What Covid-19 teaches us about fiscal multipliers

The Covid-19 pandemic prompted an unprecedented fiscal stimulus by many governments to counter the economic recession. This column uses high-frequency data on government spending, lockdown restrictions, and economic indicators in the US to assess the effectiveness of fiscal policy. It shows that government spending increased employment, but only in cities not subject to strict stay-at-home restrictions. It also shows that consumer spending shifted strongly toward durable goods during the pandemic. Well-targeted fiscal measures will be crucial in the case of another recessionary outbreak, especially transfers to firms on the brink of exit.

The Covid-19 recession prompted an unprecedented fiscal stimulus that dwarfed the stimulus response to the Great Recession of 2008. And while much has been learned about the effects of stimulus in the post-2008 recovery, little is known about the effects of stimulus in response to the Covid-19 recession, which featured fundamentally different circumstances than those that prevailed during the Great Recession.

During the Great Recession, households substantially cut back their spending due to high debt and falling incomes, and this consumer deleveraging exacerbated the decline in incomes and the increase in unemployment (e.g. Mian and Sufi 2010). Government spending in this environment was especially effective (Demyanyk et al. 2019), since it put idle resources to work (the slack channel) and increased consumption, especially for households with limited borrowing capacity and hence high marginal propensities to consume (MPCs) out of income (the high-MPC channel). 

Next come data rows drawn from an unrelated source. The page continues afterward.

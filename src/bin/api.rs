use propvest::{
    api::start_server,
    config::AppConfig,
    gemini::GeminiClient,
    session::InMemorySessionStore,
};
use std::sync::Arc;
use std::time::Duration;
use tracing::info;
use tracing_subscriber::EnvFilter;

const SWEEP_INTERVAL: Duration = Duration::from_secs(60);

#[tokio::main]
async fn main() -> Result<(), Box<dyn std::error::Error>> {
    // Initialize tracing
    tracing_subscriber::fmt()
        .with_env_filter(EnvFilter::try_from_default_env().unwrap_or_else(|_| EnvFilter::new("info")))
        .init();

    // Load environment variables
    dotenv::dotenv().ok();

    let config = AppConfig::from_env()?;

    info!("🚀 PropVest Analyzer - API Server");
    info!("📍 Port: {}", config.port);

    let gemini = GeminiClient::with_settings(
        config.gemini_api_key.clone(),
        config.gemini_base_url.clone(),
        config.video_poll,
    )?;
    let sessions = Arc::new(InMemorySessionStore::with_limits(config.sessions));
    let _sweeper = sessions.spawn_sweeper(SWEEP_INTERVAL);
    info!(
        "🧹 Sessions: ttl {}s, max {}",
        config.sessions.ttl.as_secs(),
        config.sessions.max_sessions
    );

    info!("📡 Starting API server...");

    start_server(sessions, Arc::new(gemini), config.port).await?;

    Ok(())
}
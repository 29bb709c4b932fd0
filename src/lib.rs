//! PropVest Analyzer
//!
//! Backend for a short-term-rental investment dashboard:
//! - Deterministic cash-flow, cap-rate and cash-on-cash analysis
//! - Sessions that recompute the analysis on every input edit
//! - Gemini-backed image editing, video tours and market research
//! - Voice assistant audio framing and playback scheduling
//!
//! DATA FLOW:
//! EDIT → NEW BUNDLE → VALIDATE → RECOMPUTE → SWAP

pub mod api;
pub mod config;
pub mod error;
pub mod finance;
pub mod gemini;
pub mod models;
pub mod session;
pub mod tools;
pub mod voice;

pub use error::Result;

// Re-export common types
pub use models::*;
pub use finance::{compute_analysis, compute_breakdown};
pub use session::AnalysisSession;
//! Shared type definitions for rowgate
//!
//! This crate holds the metadata every other rowgate crate consumes:
//!
//! - [`Dialect`] - Database dialect enum (SQLite, PostgreSQL, MySQL)
//! - [`SchemaDef`] and friends - the per-table column, key and relation
//!   metadata an introspection step hands to the data-access layer
//!
//! # Features
//!
//! - `serde` - Enable serde serialization/deserialization of schema metadata

mod dialect;
pub mod schema;

pub use dialect::{Dialect, DialectParseError};
pub use schema::{ColumnDef, JoinColumns, KeyDef, RelationDef, SchemaDef, SemanticType, TableDef};

/// Prelude module for commonly used types
pub mod prelude {
    pub use crate::Dialect;
    pub use crate::schema::{
        ColumnDef, JoinColumns, KeyDef, RelationDef, SchemaDef, SemanticType, TableDef,
    };
}
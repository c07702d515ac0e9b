use compact_str::{CompactString, format_compact};
use rowgate_types::{SemanticType, TableDef};
use smallvec::SmallVec;

use crate::error::{Result, RowgateError};
use crate::row::Row;
use crate::value::Value;

/// Column values identifying the rows a loader should fetch.
///
/// ```
/// use rowgate_core::loader::LoaderKey;
///
/// let key = LoaderKey::new().with("team_id", 1).with("user_id", 2);
/// assert_eq!(key.len(), 2);
/// assert_eq!(LoaderKey::from(("user_id", 7)).len(), 1);
/// ```
#[derive(Debug, Clone, Default, PartialEq)]
pub struct LoaderKey {
    values: SmallVec<[(CompactString, Value); 2]>,
}

impl LoaderKey {
    #[must_use]
    pub fn new() -> Self {
        Self::default()
    }

    #[must_use]
    pub fn with(mut self, column: impl Into<CompactString>, value: impl Into<Value>) -> Self {
        let column = column.into();
        let value = value.into();
        match self.values.iter_mut().find(|(name, _)| *name == column) {
            Some((_, slot)) => *slot = value,
            None => self.values.push((column, value)),
        }
        self
    }

    #[must_use]
    pub fn get(&self, column: &str) -> Option<&Value> {
        self.values
            .iter()
            .find(|(name, _)| name == column)
            .map(|(_, value)| value)
    }

    pub fn columns(&self) -> impl Iterator<Item = &str> {
        self.values.iter().map(|(name, _)| name.as_str())
    }

    #[inline]
    #[must_use]
    pub fn len(&self) -> usize {
        self.values.len()
    }

    #[inline]
    #[must_use]
    pub fn is_empty(&self) -> bool {
        self.values.is_empty()
    }
}

impl<C: Into<CompactString>, V: Into<Value>> From<(C, V)> for LoaderKey {
    fn from((column, value): (C, V)) -> Self {
        LoaderKey::new().with(column, value)
    }
}

impl From<&Row> for LoaderKey {
    fn from(row: &Row) -> Self {
        row.iter()
            .fold(LoaderKey::new(), |key, (column, value)| {
                key.with(column, value.clone())
            })
    }
}

/// One normalized key component.
///
/// Integral reals collapse into integers so `1.0` and `1` address the same
/// cache entry, matching how the engine compares them.
#[derive(Debug, Clone, PartialEq, Eq, Hash)]
pub(crate) enum KeyPart {
    Integer(i64),
    Real(u64),
    Text(CompactString),
}

impl KeyPart {
    pub(crate) fn from_value(value: &Value) -> Option<Self> {
        match value {
            Value::Integer(integer) => Some(KeyPart::Integer(*integer)),
            Value::Real(real) => {
                if real.fract() == 0.0 && *real >= i64::MIN as f64 && *real < i64::MAX as f64 {
                    Some(KeyPart::Integer(*real as i64))
                } else {
                    Some(KeyPart::Real(real.to_bits()))
                }
            }
            Value::Text(text) => Some(KeyPart::Text(CompactString::from(text.as_str()))),
            Value::Null | Value::Boolean(_) | Value::Date(_) => None,
        }
    }

    pub(crate) fn to_value(&self) -> Value {
        match self {
            KeyPart::Integer(integer) => Value::Integer(*integer),
            KeyPart::Real(bits) => Value::Real(f64::from_bits(*bits)),
            KeyPart::Text(text) => Value::Text(text.to_string()),
        }
    }
}

/// A loader key reduced to its values in the loader's column order.
#[derive(Debug, Clone, PartialEq, Eq, Hash)]
pub(crate) struct CanonicalKey(pub(crate) SmallVec<[KeyPart; 2]>);

impl CanonicalKey {
    /// Validates `key` against the loader's key columns and normalizes it.
    ///
    /// The key must name exactly `columns` (in any order) and every value must
    /// carry the column's semantic type.
    pub(crate) fn new(table: &TableDef, columns: &[CompactString], key: &LoaderKey) -> Result<Self> {
        let shape_matches = key.len() == columns.len()
            && key
                .columns()
                .all(|column| columns.iter().any(|own| own == column));
        if !shape_matches {
            return Err(RowgateError::UnknownKey {
                table: table.name.as_str().into(),
                columns: format_compact!("{}", key.columns().collect::<Vec<_>>().join(", ")),
            });
        }

        let mut parts = SmallVec::with_capacity(columns.len());
        for column in columns {
            let semantic = table
                .column(column)
                .map(|def| def.semantic)
                .ok_or_else(|| RowgateError::unknown_field(&table.name, column))?;
            let value = key.get(column).unwrap_or(&Value::Null);
            let part = match (semantic, value) {
                (SemanticType::Number, Value::Integer(_) | Value::Real(_))
                | (SemanticType::String, Value::Text(_)) => KeyPart::from_value(value),
                _ => None,
            };
            match part {
                Some(part) => parts.push(part),
                None => {
                    return Err(RowgateError::type_mismatch(
                        &table.name,
                        column,
                        semantic,
                        value.type_name(),
                    ));
                }
            }
        }
        Ok(Self(parts))
    }

    /// Reads the key columns out of a fetched row. `None` when any is missing
    /// or NULL, which cannot match a requested key.
    pub(crate) fn from_row(columns: &[CompactString], row: &Row) -> Option<Self> {
        columns
            .iter()
            .map(|column| row.get(column).and_then(KeyPart::from_value))
            .collect::<Option<SmallVec<_>>>()
            .map(Self)
    }
}

#[cfg(test)]
mod tests {
    use super::*;
    use rowgate_types::ColumnDef;

    fn members() -> (TableDef, Vec<CompactString>) {
        let table = TableDef::new("team_members")
            .with_column(ColumnDef::new("team_id", SemanticType::Number))
            .with_column(ColumnDef::new("member_name", SemanticType::String));
        (table, vec!["team_id".into(), "member_name".into()])
    }

    #[test]
    fn canonical_keys_ignore_column_order() {
        let (table, columns) = members();
        let a = LoaderKey::new().with("team_id", 1).with("member_name", "x");
        let b = LoaderKey::new().with("member_name", "x").with("team_id", 1.0);
        assert_eq!(
            CanonicalKey::new(&table, &columns, &a).unwrap(),
            CanonicalKey::new(&table, &columns, &b).unwrap()
        );
    }

    #[test]
    fn canonical_keys_reject_bad_shapes() {
        let (table, columns) = members();
        assert!(matches!(
            CanonicalKey::new(&table, &columns, &LoaderKey::from(("team_id", 1))),
            Err(RowgateError::UnknownKey { .. })
        ));
        assert!(matches!(
            CanonicalKey::new(
                &table,
                &columns,
                &LoaderKey::new().with("team_id", "1").with("member_name", "x")
            ),
            Err(RowgateError::TypeMismatch { found: "string", .. })
        ));
        assert!(matches!(
            CanonicalKey::new(
                &table,
                &columns,
                &LoaderKey::new().with("team_id", Value::Null).with("member_name", "x")
            ),
            Err(RowgateError::TypeMismatch { found: "null", .. })
        ));
    }

    #[test]
    fn row_keys() {
        let (_, columns) = members();
        let row = Row::new()
            .with("member_name", "x")
            .with("team_id", 1)
            .with("other", 5);
        let key = CanonicalKey::from_row(&columns, &row).unwrap();
        assert_eq!(key.0[0], KeyPart::Integer(1));
        assert_eq!(key.0[1].to_value(), Value::from("x"));

        assert!(CanonicalKey::from_row(&columns, &Row::new().with("team_id", 1)).is_none());
    }
}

Unlike the Great Recession, the Covid-19 recession featured lockdown policies that effectively restricted subsets of spending and employment. Consumer spending on local services dropped not due to deleveraging motives but rather due to lockdown restrictions and health precautions. According to recent theoretical work, such restrictions can dampen the effects of fiscal stimuli. In the case of direct government spending, contractors may be restricted from directly hiring employees, or – in the more general case of increases in households’ net income – consumers may save new income for future spending, when a greater range of goods and services will be available (e.g. Auerbach et al. 2021b, Guerrieri et al. 2021). More generally, supply constraints, a prominent feature of the Covid-19 crisis, can limit the power of fiscal policy to stimulate the depressed economy (e.g. Ghassibe and Zanetti 2020, Jo and Zubairy 2021).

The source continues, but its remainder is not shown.